Topical Tirbanibulin (Klisyri): Uses, Mechanism, and How It Compares to Retinoid Therapies

At a glance
- FDA approval / December 2020 for actinic keratosis on face or scalp (25 cm² area)
- Treatment duration / 5 consecutive days, once daily
- Complete clearance rate / 44% at day 57 in key trials (vs. 5% placebo)
- Mechanism / dual inhibition of tubulin polymerization and Src kinase
- Common side effects / local skin reactions (redness, scaling, crusting) in 85-90% of patients
- Prescription status / prescription-only; no OTC form available
- Drug class / first-in-class Src kinase and tubulin inhibitor (not a retinoid)
- Comparison context / tretinoin, tazarotene, adapalene, and trifarotene are retinoids used primarily for acne and photoaging
- Storage / room temperature; single-use packets
- Cost / approximately $850-950 for a 5-day course without insurance
What Is Tirbanibulin and Why Was It Developed?
Tirbanibulin (brand name Klisyri) is a first-in-class topical medication approved by the FDA in December 2020 for actinic keratosis (AK) on the face or scalp. Actinic keratoses are rough, scaly patches caused by cumulative UV damage, and they carry a small but real risk of progressing to squamous cell carcinoma.
Before tirbanibulin, the main field therapies for AK included 5-fluorouracil (5-FU) cream, imiquimod, ingenol mebutate (since withdrawn), and photodynamic therapy. Each of these carries either extended treatment durations (weeks to months for 5-FU), systemic immune activation (imiquimod), or significant pain during application. Tirbanibulin was designed to address the gap: a short-course, 5-day topical treatment with a novel mechanism of action that does not rely on immune modulation or antimetabolite chemistry [1].
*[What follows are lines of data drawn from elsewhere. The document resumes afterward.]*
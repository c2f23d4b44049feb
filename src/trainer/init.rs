//! Starting parameters for an EM run.

use crate::config::Initialization;
use crate::error::Result;
use crate::gaussian::{Covariance, Gaussian};
use crate::gmm::{Component, Mixture};
use crate::rng::Random;

/// Per-dimension variance of the whole dataset.
#[derive(Debug, Clone, PartialEq)]
pub(crate) struct GlobalStats {
    /// Population variances, floored.
    pub variances: Vec<f64>,
}

impl GlobalStats {
    pub fn compute(data: &[Vec<f64>], dim: usize, min_variance: f64) -> Self {
        let n = data.len() as f64;
        let mut mean = vec![0.0; dim];
        for x in data {
            for (m, v) in mean.iter_mut().zip(x) {
                *m += v;
            }
        }
        for m in &mut mean {
            *m /= n;
        }

        let mut variances = vec![0.0; dim];
        for x in data {
            for ((s, v), m) in variances.iter_mut().zip(x).zip(&mean) {
                *s += (v - m) * (v - m);
            }
        }
        for s in &mut variances {
            *s = (*s / n).max(min_variance);
        }

        Self { variances }
    }
}

/// Picks `k` starting means from the dataset.
pub(crate) fn initial_means(
    data: &[Vec<f64>],
    k: usize,
    init: Initialization,
    rng: &mut Random,
) -> Vec<Vec<f64>> {
    match init {
        Initialization::Random => rng
            .distinct_indices(data.len(), k)
            .into_iter()
            .map(|i| data[i].clone())
            .collect(),
        Initialization::KMeansPlusPlus => kmeans_plus_plus(data, k, rng),
    }
}

/// D² seeding: the first mean is uniform, each next one is drawn with
/// probability proportional to the squared distance to the nearest mean
/// chosen so far.
fn kmeans_plus_plus(data: &[Vec<f64>], k: usize, rng: &mut Random) -> Vec<Vec<f64>> {
    let mut means = Vec::with_capacity(k);
    let first = &data[rng.index(data.len())];
    means.push(first.clone());

    let mut distances: Vec<f64> = data.iter().map(|x| squared_distance(x, first)).collect();

    while means.len() < k {
        let chosen = &data[rng.weighted_index(&distances)];
        for (d, x) in distances.iter_mut().zip(data) {
            *d = d.min(squared_distance(x, chosen));
        }
        means.push(chosen.clone());
    }

    means
}

#[inline]
fn squared_distance(a: &[f64], b: &[f64]) -> f64 {
    a.iter().zip(b).map(|(x, y)| (x - y) * (x - y)).sum()
}

/// Fresh parameters: sampled means, uniform weights, global variance.
pub(crate) fn initialize(
    mixture: &mut Mixture,
    data: &[Vec<f64>],
    global: &GlobalStats,
    init: Initialization,
    min_variance: f64,
    rng: &mut Random,
) -> Result<()> {
    let k = mixture.n_components();
    let covariance_type = mixture.covariance_type();
    let weight = 1.0 / k as f64;

    let components = initial_means(data, k, init, rng)
        .into_iter()
        .map(|mean| {
            let covariance = Covariance::from_variances(covariance_type, &global.variances, min_variance);
            Ok(Component::new(weight, Gaussian::new(mean, covariance)?))
        })
        .collect::<Result<Vec<_>>>()?;

    mixture.set_components(components);
    Ok(())
}

#[cfg(test)]
mod tests {
    use super::*;
    use crate::gaussian::CovarianceType;

    fn blobs() -> Vec<Vec<f64>> {
        let mut data = Vec::new();
        for i in 0..30 {
            let jitter = (i as f64 * 0.7).sin() * 0.05;
            data.push(vec![jitter, jitter]);
            data.push(vec![10.0 + jitter, 10.0 - jitter]);
            data.push(vec![-10.0 - jitter, 10.0 + jitter]);
        }
        data
    }

    #[test]
    fn test_global_stats() {
        let data = vec![vec![1.0, 5.0], vec![3.0, 5.0]];
        let stats = GlobalStats::compute(&data, 2, 1e-6);
        assert_eq!(stats.variances, vec![1.0, 1e-6]);
    }

    #[test]
    fn test_random_init_uses_distinct_samples() {
        let data: Vec<Vec<f64>> = (0..10).map(|i| vec![i as f64]).collect();
        let mut rng = Random::seeded(11);
        let mut means = initial_means(&data, 10, Initialization::Random, &mut rng);
        means.sort_by(|a, b| a[0].total_cmp(&b[0]));
        assert_eq!(means, data);
    }

    #[test]
    fn test_kmeans_plus_plus_spreads_seeds() {
        let data = blobs();
        for seed in 0..20 {
            let mut rng = Random::seeded(seed);
            let means = initial_means(&data, 3, Initialization::KMeansPlusPlus, &mut rng);
            let mut clusters: Vec<i64> = means.iter().map(|m| (m[0] / 10.0).round() as i64).collect();
            clusters.sort_unstable();
            assert_eq!(clusters, vec![-1, 0, 1], "seed {}", seed);
        }
    }

    #[test]
    fn test_kmeans_plus_plus_on_identical_points() {
        let data = vec![vec![1.0, 1.0]; 5];
        let mut rng = Random::seeded(2);
        let means = initial_means(&data, 3, Initialization::KMeansPlusPlus, &mut rng);
        assert_eq!(means.len(), 3);
    }

    #[test]
    fn test_initialize_is_reproducible() {
        let data = blobs();
        let global = GlobalStats::compute(&data, 2, 1e-6);
        let mut a = Mixture::new(3, CovarianceType::Diagonal);
        let mut b = Mixture::new(3, CovarianceType::Diagonal);

        initialize(&mut a, &data, &global, Initialization::KMeansPlusPlus, 1e-6, &mut Random::seeded(5)).unwrap();
        initialize(&mut b, &data, &global, Initialization::KMeansPlusPlus, 1e-6, &mut Random::seeded(5)).unwrap();

        assert_eq!(a, b);
        let total: f64 = a.weights().iter().sum();
        assert!((total - 1.0).abs() < 1e-12);
        assert_eq!(a.components()[0].gaussian.covariance().variances(), global.variances);
    }
}
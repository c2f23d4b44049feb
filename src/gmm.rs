//! Gaussian Mixture Model: weighted components and the public fit/evaluate contract.

use crate::config::Config;
use crate::error::{GmmError, Result};
use crate::gaussian::{CovarianceType, Gaussian};
use crate::storage;
use crate::trainer::{EmTrainer, FitReport, Trainer};
use std::io::{BufRead, Write};
use std::path::Path;

/// Tolerance on `Σ weight = 1` when building a mixture from parts.
const WEIGHT_SUM_TOLERANCE: f64 = 1e-6;

/// One weighted Gaussian of a mixture.
#[derive(Debug, Clone, PartialEq)]
pub struct Component {
    /// Mixture weight, in `(0, 1]`.
    pub weight: f64,
    /// The component distribution.
    pub gaussian: Gaussian,
}

impl Component {
    /// Creates a component.
    pub fn new(weight: f64, gaussian: Gaussian) -> Self {
        Self { weight, gaussian }
    }
}

/// The parameters of a mixture: K components and their covariance type.
///
/// This is the state a [`Trainer`] mutates. `components` is empty until the
/// first fit.
#[derive(Debug, Clone, PartialEq)]
pub struct Mixture {
    n_components: usize,
    covariance_type: CovarianceType,
    dim: Option<usize>,
    components: Vec<Component>,
}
The drug inhibits two distinct molecular targets. It blocks tubulin polymerization, which prevents mitotic spindle formation and stops abnormal cells from dividing. It also inhibits Src kinase signaling, a tyrosine kinase pathway that is overactive in UV-damaged keratinocytes and contributes to cell survival and proliferation [2]. This dual mechanism induces antiproliferative and pro-apoptotic effects specifically in dysplastic keratinocytes.
How Effective Is Klisyri? Key Trial Data
In the two identical phase 3 trials (KX01-AK-003 and KX01-AK-004, combined N=702), tirbanibulin 1% ointment achieved complete clearance of all AK lesions within a 25 cm² treatment area in 44% of patients at day 57, compared to 5% with vehicle alone [1]. Partial clearance (75% or greater reduction in lesion count) occurred in 68% of tirbanibulin-treated patients versus 16% with placebo [3].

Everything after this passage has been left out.